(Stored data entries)
────────────────────────────────────────

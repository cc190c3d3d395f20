//! 事件分发器 - 编排层
//!
//! ## 职责
//!
//! - 持有存储与生成器（唯一的资源所有者）
//! - 把存储事件归一化、按前缀路由到阶段 A 或阶段 B
//! - 输出已存在时跳过，保证重复投递是幂等的
//! - 提供健康检查
//!
//! 事件里的桶名只用于日志，读写永远针对配置的桶。

use std::sync::Arc;
use std::time::Duration;

use serde::Serialize;
use serde_json::{json, Value};
use tracing::{error, info, warn};

use crate::config::Config;
use crate::error::{AppError, AppResult, EventError, StorageError};
use crate::infrastructure::{BlobStore, FsBlobStore};
use crate::models::{ObjectRoute, StorageEvent};
use crate::orchestrator::batch_processor::{BatchExplanationDriver, ExplanationOutcome};
use crate::services::artifact_writer::NO_QUESTIONS_MARKER;
use crate::services::{generator_from_config, ExplanationGenerator};
use crate::utils::logging::truncate_text;
use crate::workflow::{ExtractionFlow, ExtractionOutcome};

/// 一次调用的结果，序列化时以 `status` 区分
#[derive(Debug, Clone, PartialEq, Eq, Serialize)]
#[serde(tag = "status", rename_all = "lowercase")]
pub enum Outcome {
    /// 处理成功
    Success {
        input_file: String,
        outputs: Vec<String>,
        questions: usize,
    },
    /// 处理完成但没有解析出题目
    Completed {
        input_file: String,
        questions: usize,
        error: String,
    },
    /// 无关事件
    Ignored { reason: String },
    /// 输出已存在
    Skipped {
        input_file: String,
        output_file: String,
    },
}

impl Outcome {
    fn ignored(reason: &str) -> Self {
        Outcome::Ignored {
            reason: reason.to_string(),
        }
    }
}

/// 健康检查结果
#[derive(Debug, Clone, PartialEq, Eq, Serialize)]
pub struct HealthReport {
    pub status: String,
    pub bucket: String,
    pub storage_client: String,
    pub storage_access: String,
}

/// 失败时对外的错误描述
pub fn error_report(err: &AppError) -> Value {
    let kind = match err {
        AppError::Storage(StorageError::NotFound { .. }) => "Resource not found",
        AppError::Storage(StorageError::ConnectFailed { .. }) => "Storage client not initialized",
        AppError::Config(_) => "Invalid configuration",
        _ => "Internal server error",
    };
    json!({ "error": kind, "details": err.to_string() })
}

/// 事件分发器
pub struct Dispatcher {
    config: Config,
    store: Option<Arc<dyn BlobStore>>,
    generator: Box<dyn ExplanationGenerator>,
}

impl Dispatcher {
    /// 使用现成的存储与生成器
    pub fn new(
        config: Config,
        store: Arc<dyn BlobStore>,
        generator: Box<dyn ExplanationGenerator>,
    ) -> Self {
        Self {
            config,
            store: Some(store),
            generator,
        }
    }

    /// 连接配置的桶（带重试），生成器按配置选择
    ///
    /// 连接失败不会返回错误：分发器仍然创建，健康检查报告 `unhealthy`，
    /// 处理请求时返回存储未初始化错误。
    pub async fn connect(config: Config) -> Self {
        let generator = generator_from_config(&config);
        let backoff = Duration::from_millis(config.connect_backoff_ms);
        let store = match FsBlobStore::connect(&config.bucket, config.connect_retries, backoff).await
        {
            Ok(store) => Some(Arc::new(store) as Arc<dyn BlobStore>),
            Err(e) => {
                error!("❌ 存储初始化失败: {}", e);
                None
            }
        };

        Self {
            config,
            store,
            generator,
        }
    }

    pub fn config(&self) -> &Config {
        &self.config
    }

    fn store(&self) -> AppResult<&dyn BlobStore> {
        self.store.as_deref().ok_or_else(|| {
            StorageError::ConnectFailed {
                bucket: self.config.bucket.clone(),
                attempts: self.config.connect_retries,
                reason: "Storage client not initialized".to_string(),
            }
            .into()
        })
    }

    /// 处理原始事件文本
    ///
    /// 无法解析的负载按无关事件处理，不返回错误。
    pub async fn handle_payload(&self, payload: &str) -> AppResult<Outcome> {
        info!("{}", "=".repeat(60));
        info!("📥 收到事件: {}", truncate_text(payload.trim(), 1000));
        info!("{}", "=".repeat(60));

        match parse_payload(payload) {
            Ok(value) => self.handle_event(&value).await,
            Err(e) => {
                warn!("⚠️ {}", e);
                Ok(Outcome::ignored("Malformed event payload"))
            }
        }
    }

    /// 处理已解析的事件
    pub async fn handle_event(&self, payload: &Value) -> AppResult<Outcome> {
        let event = StorageEvent::from_json(payload);
        let Some(object_name) = event.object() else {
            warn!("⚠️ 事件中没有桶或对象信息");
            return Ok(Outcome::ignored("No bucket/object in event"));
        };

        info!("🪣 事件桶: {:?}", event.bucket);
        info!("📄 对象: {}", object_name);
        info!("🎯 目标桶: {}", self.config.bucket);

        match ObjectRoute::for_object(object_name, &self.config) {
            ObjectRoute::Extract => self.parse_object(object_name),
            ObjectRoute::Explain => self.explain_object(object_name).await,
            ObjectRoute::Ignore(reason) => {
                info!("⏭️ 跳过 {}: {}", object_name, reason);
                Ok(Outcome::ignored(reason))
            }
        }
    }

    /// 阶段 A：解析原始文档
    pub fn parse_object(&self, object_name: &str) -> AppResult<Outcome> {
        let store = self.store()?;
        let flow = ExtractionFlow::new(store, &self.config);

        let paths = flow.paths(object_name);
        if store.exists(&paths.json)? {
            info!("⏭️ 输出已存在，跳过: {}", paths.json);
            return Ok(Outcome::Skipped {
                input_file: object_name.to_string(),
                output_file: paths.json,
            });
        }

        let outcome = match flow.run(object_name)? {
            ExtractionOutcome::Parsed {
                json_path,
                text_path,
                questions,
            } => Outcome::Success {
                input_file: object_name.to_string(),
                outputs: vec![json_path, text_path],
                questions,
            },
            ExtractionOutcome::NoQuestions { .. } => Outcome::Completed {
                input_file: object_name.to_string(),
                questions: 0,
                error: NO_QUESTIONS_MARKER.to_string(),
            },
        };
        info!("✅ 处理完成: {}", object_name);
        Ok(outcome)
    }

    /// 阶段 B：为整理好的文档生成解释
    pub async fn explain_object(&self, object_name: &str) -> AppResult<Outcome> {
        let store = self.store()?;
        let driver = BatchExplanationDriver::new(store, self.generator.as_ref(), &self.config);

        let output_path = driver.output_path(object_name);
        if store.exists(&output_path)? {
            info!("⏭️ 输出已存在，跳过: {}", output_path);
            return Ok(Outcome::Skipped {
                input_file: object_name.to_string(),
                output_file: output_path,
            });
        }

        let outcome = match driver.run(object_name).await? {
            ExplanationOutcome::Explained { output_path, stats } => Outcome::Success {
                input_file: object_name.to_string(),
                outputs: vec![output_path],
                questions: stats.total,
            },
            ExplanationOutcome::NoQuestions { .. } => Outcome::Completed {
                input_file: object_name.to_string(),
                questions: 0,
                error: NO_QUESTIONS_MARKER.to_string(),
            },
        };
        info!("✅ 处理完成: {}", object_name);
        Ok(outcome)
    }

    /// 健康检查：存储是否初始化、桶是否可访问
    pub fn health(&self) -> HealthReport {
        let (storage_client, storage_access) = match &self.store {
            Some(store) => (
                "initialized",
                match store.probe() {
                    Ok(()) => "ok".to_string(),
                    Err(e) => format!("error: {}", e),
                },
            ),
            None => ("not initialized", "error: storage client not initialized".to_string()),
        };
        let healthy = self.store.is_some() && storage_access == "ok";

        HealthReport {
            status: if healthy { "healthy" } else { "unhealthy" }.to_string(),
            bucket: self.config.bucket.clone(),
            storage_client: storage_client.to_string(),
            storage_access,
        }
    }
}

fn parse_payload(payload: &str) -> Result<Value, EventError> {
    if payload.trim().is_empty() {
        return Ok(Value::Object(Default::default()));
    }
    let value: Value = serde_json::from_str(payload)
        .map_err(|e| EventError::MalformedPayload(e.to_string()))?;
    if !value.is_object() {
        return Err(EventError::MalformedPayload(
            "event payload is not a JSON object".to_string(),
        ));
    }
    Ok(value)
}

────────────────────────────────────────

# Task to carry out
Filter the entries above down to the lines that hold the word "trim", and copy those lines.

# Output for this task
        info!("📥 收到事件: {}", truncate_text(payload.trim(), 1000));
    if payload.trim().is_empty() {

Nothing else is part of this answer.